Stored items

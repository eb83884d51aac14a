//! Contract with the native GPU API.
//!
//! The runtime sits on top of an explicit, D3D12-class compute API: command
//! queues with monotonic fences, command lists recorded from recyclable
//! allocators, descriptor heaps addressed by slot, resource state barriers,
//! and compute pipelines created from signed shader bytecode. The concrete
//! API is an external collaborator; this crate only defines the shape of it,
//! the way a backend would implement it. Everything above (`rocl-engine`,
//! `rocl`) is generic over [`Backend`].

pub mod adapter;
pub mod command;
pub mod device;
pub mod memory;
pub mod pso;
pub mod queue;

pub use crate::adapter::{Adapter, AdapterInfo, MemoryBudget};
pub use crate::command::{CommandList, MemoryBarrier, TableKind};
pub use crate::device::{Device, DeviceError, PipelineError};
pub use crate::memory::{BufferDesc, HeapKind, ResourceState};
pub use crate::pso::{AddressMode, Descriptor, DescriptorKind, FilterMode, SamplerDesc};
pub use crate::queue::{Fence, Queue};

use std::any::Any;
use std::fmt::Debug;

/// The family of types making up one native API implementation.
///
/// Mirrors the associated-type pattern used for graphics HALs: a zero-sized
/// backend type ties together the concrete device, queue, and resource types
/// so the layers above can be written once.
pub trait Backend: 'static + Sized + Debug {
    /// Entry point used to discover adapters.
    type Instance: Instance<Self>;
    /// One physical GPU (or software rasterizer).
    type Adapter: Adapter<Self>;
    /// Logical device for resource creation and residency control.
    type Device: Device<Self>;
    /// Hardware execution queue.
    type Queue: Queue<Self>;
    /// Monotonic 64-bit GPU timeline counter.
    type Fence: Fence + Debug + Any + Send + Sync;
    /// Recorded buffer of GPU commands.
    type CommandList: CommandList<Self>;
    /// Backing storage for an in-flight command list, recyclable once the
    /// GPU has passed the fence value it was submitted with.
    type CommandAllocator: Debug + Any + Send + Sync;
    /// A GPU buffer allocation, either committed or a heap that gets
    /// suballocated by the layers above.
    type Memory: Debug + Any + Send + Sync;
    /// A slot-addressed descriptor heap, CPU-only or shader-visible.
    type DescriptorHeap: Debug + Any + Send + Sync;
    /// Compute pipeline created from signed native bytecode.
    type PipelineState: Debug + Any + Send + Sync;
    /// Pool of timestamp queries.
    type QueryHeap: Debug + Any + Send + Sync;
}

/// Discovers the adapters present on the system.
pub trait Instance<B: Backend>: Any + Send + Sync {
    /// Enumerate all available adapters, hardware first.
    fn enumerate_adapters(&self) -> Vec<B::Adapter>;
}

/// An opened adapter: the logical device plus its compute queue.
#[derive(Debug)]
pub struct Gpu<B: Backend> {
    /// Logical device.
    pub device: B::Device,
    /// The device's compute queue.
    pub queue: B::Queue,
}

/// Hard limits reported by an adapter.
///
/// The launch pipeline shapes NDRanges around these: thread-group dimension
/// caps, the thread-per-group product cap, and the bounded per-dimension
/// dispatch group count that forces large launches to be tiled.
#[derive(Clone, Copy, Debug, PartialEq, Eq)]
pub struct Limits {
    /// Maximum thread-group size per dimension.
    pub max_group_dims: [u32; 3],
    /// Maximum product of thread-group dimensions.
    pub max_threads_per_group: u32,
    /// Maximum number of thread groups per dispatch dimension.
    pub max_dispatch_groups_per_dim: u32,
    /// Placement alignment for constant-buffer views, in bytes.
    pub cb_alignment: u64,
    /// Groupshared memory available to one thread group, in bytes.
    pub local_memory_size: u32,
    /// Alignment guaranteed by buffer suballocation, in bytes.
    pub buffer_alignment: u64,
}

impl Default for Limits {
    fn default() -> Self {
        Limits {
            max_group_dims: [1024, 1024, 64],
            max_threads_per_group: 1024,
            max_dispatch_groups_per_dim: 65535,
            cb_alignment: 256,
            local_memory_size: 32 * 1024,
            buffer_alignment: 256,
        }
    }
}

/// Optional capabilities of an adapter.
#[derive(Clone, Copy, Debug, Default, PartialEq, Eq)]
pub struct Features {
    /// Native 16-bit integer ops; when absent the compiler lowers them.
    pub int16_native: bool,
    /// Typed UAV loads of additional formats (read-write images).
    pub typed_uav_load: bool,
    /// Whether the adapter can sample images at all. Compute-only adapters
    /// report false and the runtime exposes a buffers-only device.
    pub images: bool,
    /// Unified memory architecture.
    pub uma: bool,
    /// Highest supported shader model, encoded as `major * 10 + minor`.
    pub shader_model: u32,
}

**What this task involves:**
Taking the records from the top, repeat each line exactly until you have repeated the line that contains "pub mod memory;".

**Answer below:**
repository eb83884d51aac14a
//! Contract with the native GPU API.
//!
//! The runtime sits on top of an explicit, D3D12-class compute API: command
//! queues with monotonic fences, command lists recorded from recyclable
//! allocators, descriptor heaps addressed by slot, resource state barriers,
//! and compute pipelines created from signed shader bytecode. The concrete
//! API is an external collaborator; this crate only defines the shape of it,
//! the way a backend would implement it. Everything above (`rocl-engine`,
//! `rocl`) is generic over [`Backend`].

pub mod adapter;
pub mod command;
pub mod device;
pub mod memory;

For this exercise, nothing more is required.